- **Task statement**
Count every line below containing "specificity"; state the number only.

Collected data:
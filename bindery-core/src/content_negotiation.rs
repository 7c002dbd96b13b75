//! Content negotiation for handler results.
//!
//! A handler that returns a [`NegotiatingView`] leaves the representation
//! open. The [`NegotiationChain`] picks a [`Negotiator`] for it by trying,
//! most specific first:
//!
//! 1. the content type set explicitly on the view,
//! 2. the trailing extension of the request path (`/items.json`),
//! 3. the `Accept` header, ordered by quality then specificity,
//! 4. the registry's default content type.
//!
//! The chosen negotiator turns the generic payload into a concrete view.
//!
//! # Examples
//!
//! ```
//! use bindery_core::content_negotiation::{NegotiatingView, NegotiationChain, NegotiatorRegistry};
//! use bindery_core::http::HttpRequest;
//!
//! let registry = NegotiatorRegistry::standard();
//! let request = HttpRequest::new("GET", "/items")
//!     .with_header("Accept", "application/json;q=0.7,application/javascript;q=0.8");
//! let view = NegotiatingView::new(serde_json::json!({"id": 1}));
//!
//! let negotiator = NegotiationChain::standard()
//!     .find_negotiator(&request, &view, &registry)
//!     .unwrap();
//! assert_eq!(negotiator.content_type(), "application/javascript");
//! ```

use crate::error::Error;
use crate::http::HttpRequest;
use crate::view::{JsonView, JsonpView, ViewResult};
use serde::Serialize;
use std::cmp::Ordering;
use std::collections::{BTreeMap, HashMap};
use std::fmt;
use std::sync::Arc;
use tracing::debug;

/// Query parameter carrying the JSONP callback name unless configured otherwise.
pub const DEFAULT_JSONP_CALLBACK_PARAM: &str = "callback";

// ============================================================================
// Media Types
// ============================================================================

/// A media type (MIME type) with optional parameters, lower-cased.
#[derive(Debug, Clone, PartialEq, Eq)]
pub struct MediaType {
    /// The type (e.g., "application", "text")
    pub type_: String,
    /// The subtype (e.g., "json", "javascript")
    pub subtype: String,
    /// Parameters other than `q`, in header order.
    pub params: Vec<(String, String)>,
}

impl MediaType {
    pub fn new(type_: impl Into<String>, subtype: impl Into<String>) -> Self {
        Self {
            type_: type_.into(),
            subtype: subtype.into(),
            params: Vec::new(),
        }
    }

    /// `application/json`
    pub fn json() -> Self {
        Self::new("application", "json")
    }

    /// `application/javascript`
    pub fn javascript() -> Self {
        Self::new("application", "javascript")
    }

    /// Parse a media type, dropping any quality parameter.
    pub fn parse(s: &str) -> Option<Self> {
        let mut parts = s.trim().split(';');
        let (type_, subtype) = parts.next()?.trim().split_once('/')?;
        let (type_, subtype) = (type_.trim(), subtype.trim());
        if type_.is_empty() || subtype.is_empty() {
            return None;
        }

        let params = parts
            .filter_map(|param| {
                let (key, value) = param.trim().split_once('=')?;
                let key = key.trim().to_ascii_lowercase();
                (key != "q").then(|| (key, value.trim().trim_matches('"').to_string()))
            })
            .collect();

        Some(Self {
            type_: type_.to_ascii_lowercase(),
            subtype: subtype.to_ascii_lowercase(),
            params,
        })
    }

    /// `type/subtype` without parameters.
    pub fn mime_type(&self) -> String {
        format!("{}/{}", self.type_, self.subtype)
    }

    /// Whether either part is `*`.
    pub fn is_wildcard(&self) -> bool {
        self.type_ == "*" || self.subtype == "*"
    }
}

impl fmt::Display for MediaType {
    fn fmt(&self, f: &mut fmt::Formatter<'_>) -> fmt::Result {
        write!(f, "{}/{}", self.type_, self.subtype)?;
        for (key, value) in &self.params {
            write!(f, ";{}={}", key, value)?;
        }
        Ok(())
    }
}

/// Lower-cased `type/subtype` of a content type string, without parameters.
pub fn base_media_type(content_type: &str) -> String {
    content_type
        .split(';')
        .next()
        .unwrap_or_default()
        .trim()
        .to_ascii_lowercase()
}

// ============================================================================
// Accept Header
// ============================================================================

/// One parsed segment of an `Accept` header.
#[derive(Debug, Clone, PartialEq)]
pub struct AcceptsComponent {
    pub media_type: MediaType,
    /// Quality in `[0, 1]`; 1.0 when absent or unparsable.
    pub quality: f32,
    /// Number of media type parameters, not counting `q`.
    pub specificity: usize,
}

impl AcceptsComponent {
    /// Parse one comma-separated segment of an `Accept` header.
    ///
    /// ```
    /// use bindery_core::content_negotiation::AcceptsComponent;
    ///
    /// let c = AcceptsComponent::parse("text/html;level=1;q=0.5").unwrap();
    /// assert_eq!(c.media_type.mime_type(), "text/html");
    /// assert_eq!(c.quality, 0.5);
    /// assert_eq!(c.specificity, 1);
    /// ```
    pub fn parse(segment: &str) -> Option<Self> {
        let media_type = MediaType::parse(segment)?;
        let quality = segment
            .split(';')
            .skip(1)
            .find_map(|param| {
                let (key, value) = param.trim().split_once('=')?;
                key.trim().eq_ignore_ascii_case("q").then(|| value.trim())
            })
            .map(parse_quality)
            .unwrap_or(1.0);

        Some(Self {
            specificity: media_type.params.len(),
            media_type,
            quality,
        })
    }

    /// Components with quality zero are explicitly refused.
    pub fn is_acceptable(&self) -> bool {
        self.quality > 0.0
    }

    /// Preference order: higher quality first, then more parameters.
    pub fn preference(&self, other: &Self) -> Ordering {
        other
            .quality
            .partial_cmp(&self.quality)
            .unwrap_or(Ordering::Equal)
            .then_with(|| other.specificity.cmp(&self.specificity))
    }
}

impl fmt::Display for AcceptsComponent {
    fn fmt(&self, f: &mut fmt::Formatter<'_>) -> fmt::Result {
        write!(f, "{}", self.media_type)?;
        if self.quality < 1.0 {
            write!(f, ";q={}", self.quality)?;
        }
        Ok(())
    }
}

fn parse_quality(raw: &str) -> f32 {
    raw.parse::<f32>()
        .ok()
        .filter(|q| q.is_finite())
        .map(|q| q.clamp(0.0, 1.0))
        .unwrap_or(1.0)
}

/// Parse an `Accept` header into components in preference order.
///
/// The sort is stable, so equally preferred components keep header order.
pub fn parse_accept(header: &str) -> Vec<AcceptsComponent> {
    let mut components: Vec<AcceptsComponent> = header
        .split(',')
        .map(str::trim)
        .filter(|part| !part.is_empty())
        .filter_map(AcceptsComponent::parse)
        .collect();
    components.sort_by(AcceptsComponent::preference);
    components
}

// ============================================================================
// Negotiators
// ============================================================================

/// A handler result whose representation is chosen by negotiation.
#[derive(Debug, Clone, PartialEq)]
pub struct NegotiatingView {
    pub payload: serde_json::Value,
    /// Forces a content type, bypassing the request's preferences.
    pub content_type: Option<String>,
}

impl NegotiatingView {
    pub fn new(payload: serde_json::Value) -> Self {
        Self {
            payload,
            content_type: None,
        }
    }

    /// Serialize `data` as the payload.
    pub fn from_serialize<T: Serialize>(data: &T) -> Result<Self, Error> {
        Ok(Self::new(serde_json::to_value(data)?))
    }

    pub fn with_content_type(mut self, content_type: impl Into<String>) -> Self {
        self.content_type = Some(content_type.into());
        self
    }
}

/// Turns a negotiating view into a concrete view for one content type.
pub trait Negotiator: Send + Sync {
    /// The content type this negotiator produces.
    fn content_type(&self) -> &str;

    fn negotiate(&self, view: NegotiatingView, request: &HttpRequest) -> ViewResult;
}

/// Produces a [`JsonView`].
#[derive(Debug, Clone, Copy, Default)]
pub struct JsonNegotiator;

impl Negotiator for JsonNegotiator {
    fn content_type(&self) -> &str {
        "application/json"
    }

    fn negotiate(&self, view: NegotiatingView, _request: &HttpRequest) -> ViewResult {
        ViewResult::view(JsonView::new(view.payload))
    }
}

/// Produces a [`JsonpView`] whose callback is read from a query parameter.
#[derive(Debug, Clone)]
pub struct JsonpNegotiator {
    callback_param: String,
}

impl JsonpNegotiator {
    pub fn new(callback_param: impl Into<String>) -> Self {
        Self {
            callback_param: callback_param.into(),
        }
    }

    pub fn callback_param(&self) -> &str {
        &self.callback_param
    }
}

impl Default for JsonpNegotiator {
    fn default() -> Self {
        Self::new(DEFAULT_JSONP_CALLBACK_PARAM)
    }
}

impl Negotiator for JsonpNegotiator {
    fn content_type(&self) -> &str {
        "application/javascript"
    }

    fn negotiate(&self, view: NegotiatingView, request: &HttpRequest) -> ViewResult {
        let callback = request
            .query(&self.callback_param)
            .filter(|c| !c.is_empty())
            .unwrap_or(DEFAULT_JSONP_CALLBACK_PARAM);
        ViewResult::view(JsonpView::new(callback, view.payload))
    }
}

/// Negotiators by media type, plus extension mappings and a default.
#[derive(Clone, Default)]
pub struct NegotiatorRegistry {
    negotiators: BTreeMap<String, Arc<dyn Negotiator>>,
    extensions: HashMap<String, String>,
    default_content_type: Option<String>,
}
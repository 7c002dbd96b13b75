// Configuration management for the Bindery pipeline
//
// Settings come from a JSON/TOML/.env file, then `BINDERY_*` environment
// variables, and end up applied to a `DispatcherBuilder`.

pub mod env;
pub mod error;
pub mod loader;
pub mod validation;

pub use env::{DEFAULT_PREFIX, EnvLoader};
pub use error::{ConfigError, Result};
pub use loader::{ConfigLoader, FileFormat};
pub use validation::{ConfigValidator, Validate};

use bindery_core::content_negotiation::DEFAULT_JSONP_CALLBACK_PARAM;
use bindery_core::dispatch::{Dispatcher, DispatcherBuilder};
use bindery_core::logging::{LogConfig, LogFormat, LogLevel};
use bindery_core::multipart::MultipartLimits;
use serde::Deserialize;
use std::collections::{BTreeMap, HashMap};
use std::path::Path;
use tracing::debug;

/// Pipeline settings.
///
/// ```toml
/// default_content_type = "application/json"
/// jsonp_callback_param = "callback"
///
/// [extensions]
/// csv = "text/csv"
///
/// [multipart]
/// max_file_size = 10485760
/// max_parts = 256
///
/// [logging]
/// level = "info"
/// format = "json"
/// ```
#[derive(Debug, Clone, PartialEq, Deserialize)]
#[serde(default)]
pub struct PipelineConfig {
    /// Media type used when no other negotiation strategy decides.
    pub default_content_type: String,
    /// Extra path extension to media type mappings. `json` and `js` are always mapped.
    pub extensions: BTreeMap<String, String>,
    /// Query parameter carrying the JSONP callback name.
    pub jsonp_callback_param: String,
    pub multipart: MultipartConfig,
    pub logging: LoggingConfig,
}

#[derive(Debug, Clone, PartialEq, Deserialize)]
#[serde(default)]
pub struct MultipartConfig {
    pub max_file_size: usize,
    pub max_parts: usize,
}

#[derive(Debug, Clone, PartialEq, Deserialize)]
#[serde(default)]
pub struct LoggingConfig {
    pub level: LogLevel,
    /// Level for the pipeline's own events, if different.
    pub pipeline_level: Option<LogLevel>,
    pub format: LogFormat,
    /// Raw filter directives; override both levels when set.
    pub filter: Option<String>,
}

impl Default for PipelineConfig {
    fn default() -> Self {
        Self {
            default_content_type: "application/json".to_string(),
            extensions: BTreeMap::new(),
            jsonp_callback_param: DEFAULT_JSONP_CALLBACK_PARAM.to_string(),
            multipart: MultipartConfig::default(),
            logging: LoggingConfig::default(),
        }
    }
}

impl Default for MultipartConfig {
    fn default() -> Self {
        let limits = MultipartLimits::default();
        Self {
            max_file_size: limits.max_file_size,
            max_parts: limits.max_parts,
        }
    }
}

impl Default for LoggingConfig {
    fn default() -> Self {
        Self {
            level: LogLevel::Info,
            pipeline_level: None,
            format: LogFormat::Json,
            filter: None,
        }
    }
}

impl PipelineConfig {
    /// Load from `path` (if any), then `.env`, then `BINDERY_*` variables, and validate.
    pub fn load(path: Option<&Path>) -> Result<Self> {
        let env = EnvLoader::bindery();
        env.load_dotenv(None)?;

        let mut config = match path {
            Some(path) => Self::from_file(path)?,
            None => Self::default(),
        };
        config.apply_overrides(&env.load()?)?;
        config.validate()?;

        debug!(
            default_content_type = %config.default_content_type,
            jsonp_callback_param = %config.jsonp_callback_param,
            extensions = config.extensions.len(),
            "Pipeline configuration loaded"
        );
        Ok(config)
    }

    /// Read a configuration file, detecting the format from its extension.
    pub fn from_file(path: impl AsRef<Path>) -> Result<Self> {
        let loader = ConfigLoader::auto(path.as_ref())?;
        let value = loader.load_file(path.as_ref())?;
        Self::from_parsed(value, loader.format())
    }

    /// Parse configuration text in the given format.
    pub fn parse(content: &str, format: FileFormat) -> Result<Self> {
        let value = ConfigLoader::new(format).parse(content)?;
        Self::from_parsed(value, format)
    }

    fn from_parsed(value: serde_json::Value, format: FileFormat) -> Result<Self> {
        match format {
            FileFormat::Env => {
                let vars: HashMap<String, String> = serde_json::from_value(value)
                    .map_err(|e| ConfigError::DeserializationError(e.to_string()))?;
                let mut config = Self::default();
                config.apply_overrides(&vars)?;
                Ok(config)
            }
            FileFormat::Json | FileFormat::Toml => {
                serde_json::from_value(value).map_err(|e| ConfigError::DeserializationError(e.to_string()))
            }
        }
    }

    /// Apply flat overrides keyed like `BINDERY_*` variables without the prefix.
    ///
    /// Recognized keys: `default_content_type`, `jsonp_callback_param`,
    /// `multipart_max_file_size`, `multipart_max_parts`, `log_level`,
    /// `log_pipeline_level`, `log_format`, `log_filter` and `extension_<ext>`.
    /// Other keys are ignored.
    pub fn apply_overrides(&mut self, vars: &HashMap<String, String>) -> Result<()> {
        for (key, value) in vars {
            let value = value.trim();
            match key.as_str() {
                "default_content_type" => self.default_content_type = value.to_string(),
                "jsonp_callback_param" => self.jsonp_callback_param = value.to_string(),
                "multipart_max_file_size" => self.multipart.max_file_size = parse_number(key, value)?,
                "multipart_max_parts" => self.multipart.max_parts = parse_number(key, value)?,
                "log_level" => self.logging.level = parse_level(key, value)?,
                "log_pipeline_level" => self.logging.pipeline_level = Some(parse_level(key, value)?),
                "log_format" => {
                    self.logging.format =
                        serde_json::from_value(serde_json::Value::String(value.to_ascii_lowercase())).map_err(|_| {
                            ConfigError::InvalidValue {
                                key: key.clone(),
                                message: format!("unknown log format '{}'", value),
                            }
                        })?
                }
                "log_filter" => self.logging.filter = Some(value.to_string()),
                other => {
                    if let Some(extension) = other.strip_prefix("extension_") {
                        self.extensions.insert(extension.to_string(), value.to_string());
                    } else {
                        continue;
                    }
                }
            }
            debug!(key = %key, "Configuration override applied");
        }
        Ok(())
    }

    pub fn multipart_limits(&self) -> MultipartLimits {
        MultipartLimits {
            max_file_size: self.multipart.max_file_size,
            max_parts: self.multipart.max_parts,
        }
    }

    /// Configure `builder` with these settings.
    pub fn apply(&self, builder: DispatcherBuilder) -> DispatcherBuilder {
        let mut builder = builder
            .default_content_type(&self.default_content_type)
            .jsonp_callback_param(self.jsonp_callback_param.clone())
            .multipart_limits(self.multipart_limits());
        for (extension, media_type) in &self.extensions {
            builder = builder.extension(extension.clone(), media_type);
        }
        builder
    }

    /// A dispatcher builder with the standard pipeline and these settings.
    pub fn dispatcher_builder(&self) -> DispatcherBuilder {
        self.apply(Dispatcher::builder())
    }

    pub fn log_config(&self) -> LogConfig {
        let mut config = LogConfig::new().level(self.logging.level).format(self.logging.format);
        if let Some(level) = self.logging.pipeline_level {
            config = config.pipeline_level(level);
        }
        if let Some(filter) = &self.logging.filter {
            config = config.with_env_filter(filter.clone());
        }
        config
    }
}

impl Validate for PipelineConfig {
    fn validate(&self) -> Result<()> {
        ConfigValidator::is_media_type(&self.default_content_type, "default_content_type")?;
        ConfigValidator::is_param_name(&self.jsonp_callback_param, "jsonp_callback_param")?;
        for (extension, media_type) in &self.extensions {
            ConfigValidator::not_empty(extension.trim_start_matches('.'), "extensions")?;
            ConfigValidator::is_media_type(media_type, &format!("extensions.{}", extension))?;
        }
        ConfigValidator::in_range(self.multipart.max_file_size, 1, usize::MAX, "multipart.max_file_size")?;
        ConfigValidator::in_range(self.multipart.max_parts, 1, usize::MAX, "multipart.max_parts")?;
        Ok(())
    }
}

fn parse_number(key: &str, value: &str) -> Result<usize> {
    value.parse().map_err(|e| ConfigError::InvalidValue {
        key: key.to_string(),
        message: format!("expected a non-negative integer: {}", e),
    })
}

fn parse_level(key: &str, value: &str) -> Result<LogLevel> {
    value.parse().map_err(|message| ConfigError::InvalidValue {
        key: key.to_string(),
        message,
    })
}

- **Result below**
5